_Recorded data_:
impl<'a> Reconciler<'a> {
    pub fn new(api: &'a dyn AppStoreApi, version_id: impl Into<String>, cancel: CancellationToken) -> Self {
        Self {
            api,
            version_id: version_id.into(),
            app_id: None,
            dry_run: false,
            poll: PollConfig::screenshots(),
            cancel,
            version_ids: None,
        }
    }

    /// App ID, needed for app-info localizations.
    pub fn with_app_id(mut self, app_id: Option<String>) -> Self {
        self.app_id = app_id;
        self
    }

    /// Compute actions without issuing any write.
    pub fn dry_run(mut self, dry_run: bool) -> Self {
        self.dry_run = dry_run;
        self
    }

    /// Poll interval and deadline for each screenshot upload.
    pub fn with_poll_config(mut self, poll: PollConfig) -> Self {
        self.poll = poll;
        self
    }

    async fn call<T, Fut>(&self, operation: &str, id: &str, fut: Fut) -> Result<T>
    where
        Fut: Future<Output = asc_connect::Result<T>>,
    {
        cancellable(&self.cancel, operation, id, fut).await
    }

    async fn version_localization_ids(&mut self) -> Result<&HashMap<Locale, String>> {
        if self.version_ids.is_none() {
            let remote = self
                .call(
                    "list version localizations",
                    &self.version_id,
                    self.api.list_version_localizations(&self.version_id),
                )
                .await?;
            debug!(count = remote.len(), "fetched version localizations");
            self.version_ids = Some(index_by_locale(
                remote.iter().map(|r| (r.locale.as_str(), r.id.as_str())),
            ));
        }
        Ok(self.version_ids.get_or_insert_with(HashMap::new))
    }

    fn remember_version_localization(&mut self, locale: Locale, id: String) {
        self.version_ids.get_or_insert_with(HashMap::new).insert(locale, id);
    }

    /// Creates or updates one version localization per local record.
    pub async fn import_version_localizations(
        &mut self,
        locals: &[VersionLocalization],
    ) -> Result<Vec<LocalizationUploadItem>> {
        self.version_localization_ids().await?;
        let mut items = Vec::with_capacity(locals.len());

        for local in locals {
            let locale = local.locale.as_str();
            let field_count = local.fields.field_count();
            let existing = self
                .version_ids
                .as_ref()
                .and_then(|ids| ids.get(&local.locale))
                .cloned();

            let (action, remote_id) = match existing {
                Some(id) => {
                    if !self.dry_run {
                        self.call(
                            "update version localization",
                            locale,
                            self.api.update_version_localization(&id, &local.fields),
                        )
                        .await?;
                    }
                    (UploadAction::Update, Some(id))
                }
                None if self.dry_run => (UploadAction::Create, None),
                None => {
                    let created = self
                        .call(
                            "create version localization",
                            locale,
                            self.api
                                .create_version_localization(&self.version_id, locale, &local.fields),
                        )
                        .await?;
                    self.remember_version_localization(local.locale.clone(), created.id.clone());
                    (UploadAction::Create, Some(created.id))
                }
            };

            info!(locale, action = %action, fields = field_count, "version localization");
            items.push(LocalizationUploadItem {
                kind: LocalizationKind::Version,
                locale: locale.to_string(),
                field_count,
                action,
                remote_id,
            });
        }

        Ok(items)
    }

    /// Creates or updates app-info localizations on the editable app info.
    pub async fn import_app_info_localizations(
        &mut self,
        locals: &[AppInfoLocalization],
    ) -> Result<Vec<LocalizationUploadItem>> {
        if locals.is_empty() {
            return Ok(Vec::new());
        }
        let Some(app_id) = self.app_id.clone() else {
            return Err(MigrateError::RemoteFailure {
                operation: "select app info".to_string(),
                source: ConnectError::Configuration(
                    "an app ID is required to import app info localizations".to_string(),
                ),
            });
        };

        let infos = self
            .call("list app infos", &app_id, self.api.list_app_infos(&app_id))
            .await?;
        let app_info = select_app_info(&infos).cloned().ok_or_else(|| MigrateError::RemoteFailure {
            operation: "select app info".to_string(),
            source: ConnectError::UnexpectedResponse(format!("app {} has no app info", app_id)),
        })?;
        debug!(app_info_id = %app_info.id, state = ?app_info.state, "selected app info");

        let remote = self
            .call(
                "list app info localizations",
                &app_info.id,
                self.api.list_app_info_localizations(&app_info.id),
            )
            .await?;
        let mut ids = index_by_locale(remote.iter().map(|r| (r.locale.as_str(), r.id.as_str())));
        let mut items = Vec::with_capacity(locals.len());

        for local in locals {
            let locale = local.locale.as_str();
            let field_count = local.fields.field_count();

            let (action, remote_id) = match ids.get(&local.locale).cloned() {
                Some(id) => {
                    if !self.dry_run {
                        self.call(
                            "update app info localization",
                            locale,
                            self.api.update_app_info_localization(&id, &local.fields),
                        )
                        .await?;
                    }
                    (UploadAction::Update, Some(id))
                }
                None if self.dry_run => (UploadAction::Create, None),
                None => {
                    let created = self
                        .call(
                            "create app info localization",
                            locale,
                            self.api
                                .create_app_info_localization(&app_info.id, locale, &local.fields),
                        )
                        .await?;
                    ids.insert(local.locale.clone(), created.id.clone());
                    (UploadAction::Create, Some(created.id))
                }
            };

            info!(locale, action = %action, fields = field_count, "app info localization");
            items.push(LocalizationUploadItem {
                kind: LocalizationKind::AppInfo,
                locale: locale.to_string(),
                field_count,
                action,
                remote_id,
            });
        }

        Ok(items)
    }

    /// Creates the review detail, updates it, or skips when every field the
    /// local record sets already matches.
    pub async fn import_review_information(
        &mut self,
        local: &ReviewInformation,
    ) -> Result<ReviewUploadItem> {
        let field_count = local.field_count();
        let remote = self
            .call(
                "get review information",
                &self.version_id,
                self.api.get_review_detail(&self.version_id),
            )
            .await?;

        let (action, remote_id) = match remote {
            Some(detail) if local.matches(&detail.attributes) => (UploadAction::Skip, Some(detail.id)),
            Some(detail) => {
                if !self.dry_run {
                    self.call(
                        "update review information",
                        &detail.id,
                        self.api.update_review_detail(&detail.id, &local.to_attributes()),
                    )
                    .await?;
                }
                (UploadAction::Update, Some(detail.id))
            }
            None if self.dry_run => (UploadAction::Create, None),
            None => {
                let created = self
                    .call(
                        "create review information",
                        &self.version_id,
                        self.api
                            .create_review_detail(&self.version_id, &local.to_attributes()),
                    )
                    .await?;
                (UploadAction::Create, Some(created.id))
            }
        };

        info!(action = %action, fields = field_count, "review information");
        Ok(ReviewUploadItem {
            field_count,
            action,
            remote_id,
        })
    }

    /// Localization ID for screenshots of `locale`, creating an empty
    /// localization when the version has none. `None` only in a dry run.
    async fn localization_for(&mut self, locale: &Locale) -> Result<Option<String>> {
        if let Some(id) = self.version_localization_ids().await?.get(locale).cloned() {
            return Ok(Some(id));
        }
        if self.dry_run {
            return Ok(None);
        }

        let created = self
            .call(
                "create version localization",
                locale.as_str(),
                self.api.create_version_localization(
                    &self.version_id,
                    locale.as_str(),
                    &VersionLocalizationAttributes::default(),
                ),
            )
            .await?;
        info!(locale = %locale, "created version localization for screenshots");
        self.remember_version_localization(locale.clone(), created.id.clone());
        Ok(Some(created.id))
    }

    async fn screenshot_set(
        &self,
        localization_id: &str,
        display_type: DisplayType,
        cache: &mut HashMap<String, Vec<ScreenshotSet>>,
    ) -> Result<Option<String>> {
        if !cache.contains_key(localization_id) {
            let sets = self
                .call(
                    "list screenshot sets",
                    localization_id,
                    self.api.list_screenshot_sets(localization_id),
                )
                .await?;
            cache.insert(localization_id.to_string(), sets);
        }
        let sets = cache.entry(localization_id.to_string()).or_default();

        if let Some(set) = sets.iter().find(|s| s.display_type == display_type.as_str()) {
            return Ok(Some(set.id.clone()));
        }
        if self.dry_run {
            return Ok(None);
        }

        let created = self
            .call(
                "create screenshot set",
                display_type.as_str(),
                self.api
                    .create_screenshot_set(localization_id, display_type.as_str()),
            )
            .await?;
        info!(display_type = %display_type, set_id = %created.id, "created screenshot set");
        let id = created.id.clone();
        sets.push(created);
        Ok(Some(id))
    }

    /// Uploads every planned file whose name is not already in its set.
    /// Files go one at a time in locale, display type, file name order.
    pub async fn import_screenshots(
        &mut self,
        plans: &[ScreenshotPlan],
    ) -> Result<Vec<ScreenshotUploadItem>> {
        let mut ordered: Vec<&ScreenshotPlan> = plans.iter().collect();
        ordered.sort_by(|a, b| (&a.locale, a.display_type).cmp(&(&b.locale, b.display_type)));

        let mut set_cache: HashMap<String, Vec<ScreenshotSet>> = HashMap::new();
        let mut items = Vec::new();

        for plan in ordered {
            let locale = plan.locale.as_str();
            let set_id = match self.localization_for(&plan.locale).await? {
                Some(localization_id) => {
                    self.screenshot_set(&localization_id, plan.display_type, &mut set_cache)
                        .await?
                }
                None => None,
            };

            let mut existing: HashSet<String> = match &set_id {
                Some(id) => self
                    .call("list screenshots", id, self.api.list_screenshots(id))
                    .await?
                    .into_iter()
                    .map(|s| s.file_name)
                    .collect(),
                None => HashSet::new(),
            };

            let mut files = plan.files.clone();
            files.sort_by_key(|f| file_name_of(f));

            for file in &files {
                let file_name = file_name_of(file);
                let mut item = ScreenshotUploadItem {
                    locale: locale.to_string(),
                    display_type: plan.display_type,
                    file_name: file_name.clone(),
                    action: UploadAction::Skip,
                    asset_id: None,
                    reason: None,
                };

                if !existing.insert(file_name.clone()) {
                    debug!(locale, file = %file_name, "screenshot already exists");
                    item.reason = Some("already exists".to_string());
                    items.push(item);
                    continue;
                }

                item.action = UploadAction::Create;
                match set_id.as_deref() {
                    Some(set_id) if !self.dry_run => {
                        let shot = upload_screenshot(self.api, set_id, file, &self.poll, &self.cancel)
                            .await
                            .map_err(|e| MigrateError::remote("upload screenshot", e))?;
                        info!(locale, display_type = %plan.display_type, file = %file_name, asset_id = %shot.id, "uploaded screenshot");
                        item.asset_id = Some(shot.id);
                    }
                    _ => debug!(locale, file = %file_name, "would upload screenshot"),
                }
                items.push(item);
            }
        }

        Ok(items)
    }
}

==

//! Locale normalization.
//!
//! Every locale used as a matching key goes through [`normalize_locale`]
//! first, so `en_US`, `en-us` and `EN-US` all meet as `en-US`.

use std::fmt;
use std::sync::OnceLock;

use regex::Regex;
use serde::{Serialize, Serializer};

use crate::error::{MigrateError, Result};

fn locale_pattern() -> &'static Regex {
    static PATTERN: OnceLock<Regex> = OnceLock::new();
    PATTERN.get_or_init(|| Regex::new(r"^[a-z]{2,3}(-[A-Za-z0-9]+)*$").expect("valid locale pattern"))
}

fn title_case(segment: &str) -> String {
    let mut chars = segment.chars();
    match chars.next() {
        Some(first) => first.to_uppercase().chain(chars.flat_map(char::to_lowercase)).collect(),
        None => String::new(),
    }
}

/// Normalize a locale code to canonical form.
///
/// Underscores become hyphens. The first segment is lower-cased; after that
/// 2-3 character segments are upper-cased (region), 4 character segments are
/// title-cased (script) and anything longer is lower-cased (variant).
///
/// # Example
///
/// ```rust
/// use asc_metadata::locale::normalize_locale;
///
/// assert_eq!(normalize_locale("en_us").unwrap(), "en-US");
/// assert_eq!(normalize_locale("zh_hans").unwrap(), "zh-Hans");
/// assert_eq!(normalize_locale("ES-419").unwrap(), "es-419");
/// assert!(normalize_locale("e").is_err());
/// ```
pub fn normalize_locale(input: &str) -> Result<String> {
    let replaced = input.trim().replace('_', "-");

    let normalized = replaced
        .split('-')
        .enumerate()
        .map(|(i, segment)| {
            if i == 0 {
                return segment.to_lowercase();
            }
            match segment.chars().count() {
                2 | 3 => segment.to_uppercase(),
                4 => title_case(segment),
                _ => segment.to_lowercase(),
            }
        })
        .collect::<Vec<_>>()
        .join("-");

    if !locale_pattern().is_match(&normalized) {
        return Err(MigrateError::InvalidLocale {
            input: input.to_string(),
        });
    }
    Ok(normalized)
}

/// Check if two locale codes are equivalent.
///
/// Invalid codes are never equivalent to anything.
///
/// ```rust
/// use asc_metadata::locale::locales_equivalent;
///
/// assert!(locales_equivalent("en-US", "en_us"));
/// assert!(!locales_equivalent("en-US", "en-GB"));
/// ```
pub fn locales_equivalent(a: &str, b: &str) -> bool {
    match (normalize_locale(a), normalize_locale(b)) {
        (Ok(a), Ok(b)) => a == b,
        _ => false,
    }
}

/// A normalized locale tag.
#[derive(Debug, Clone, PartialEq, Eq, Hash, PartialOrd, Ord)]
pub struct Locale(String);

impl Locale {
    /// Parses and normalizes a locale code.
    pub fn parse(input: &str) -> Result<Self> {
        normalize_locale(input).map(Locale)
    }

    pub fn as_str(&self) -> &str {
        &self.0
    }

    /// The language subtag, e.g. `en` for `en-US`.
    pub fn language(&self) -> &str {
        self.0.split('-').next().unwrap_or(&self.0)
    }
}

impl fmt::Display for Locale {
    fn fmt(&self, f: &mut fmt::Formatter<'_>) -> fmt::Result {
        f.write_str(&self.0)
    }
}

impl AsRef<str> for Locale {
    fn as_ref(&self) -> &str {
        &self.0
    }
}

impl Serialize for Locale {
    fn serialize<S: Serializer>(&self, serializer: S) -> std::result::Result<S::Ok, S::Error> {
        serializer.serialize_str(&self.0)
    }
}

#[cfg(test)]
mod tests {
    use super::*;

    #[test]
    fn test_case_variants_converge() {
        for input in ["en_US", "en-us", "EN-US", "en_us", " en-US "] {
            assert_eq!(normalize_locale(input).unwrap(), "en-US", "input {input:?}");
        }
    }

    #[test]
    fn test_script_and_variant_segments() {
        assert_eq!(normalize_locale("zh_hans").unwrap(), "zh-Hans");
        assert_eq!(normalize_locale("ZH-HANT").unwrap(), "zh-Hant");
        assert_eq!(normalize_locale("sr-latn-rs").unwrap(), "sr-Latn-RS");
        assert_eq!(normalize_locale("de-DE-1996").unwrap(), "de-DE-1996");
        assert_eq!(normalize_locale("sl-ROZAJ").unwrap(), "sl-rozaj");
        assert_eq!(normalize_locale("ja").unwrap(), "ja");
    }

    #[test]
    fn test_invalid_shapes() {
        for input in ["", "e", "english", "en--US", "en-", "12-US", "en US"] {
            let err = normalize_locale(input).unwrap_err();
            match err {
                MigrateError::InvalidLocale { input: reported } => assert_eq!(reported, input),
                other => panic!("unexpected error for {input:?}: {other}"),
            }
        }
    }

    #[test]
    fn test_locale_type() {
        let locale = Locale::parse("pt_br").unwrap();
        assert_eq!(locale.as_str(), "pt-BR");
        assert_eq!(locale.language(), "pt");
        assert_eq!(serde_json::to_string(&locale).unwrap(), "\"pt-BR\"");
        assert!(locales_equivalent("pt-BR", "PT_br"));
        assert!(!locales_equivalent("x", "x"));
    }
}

_What needs to be done_: On how many lines of the listing does the string "operation" occur? Give the number by itself.

_Written answer_: 4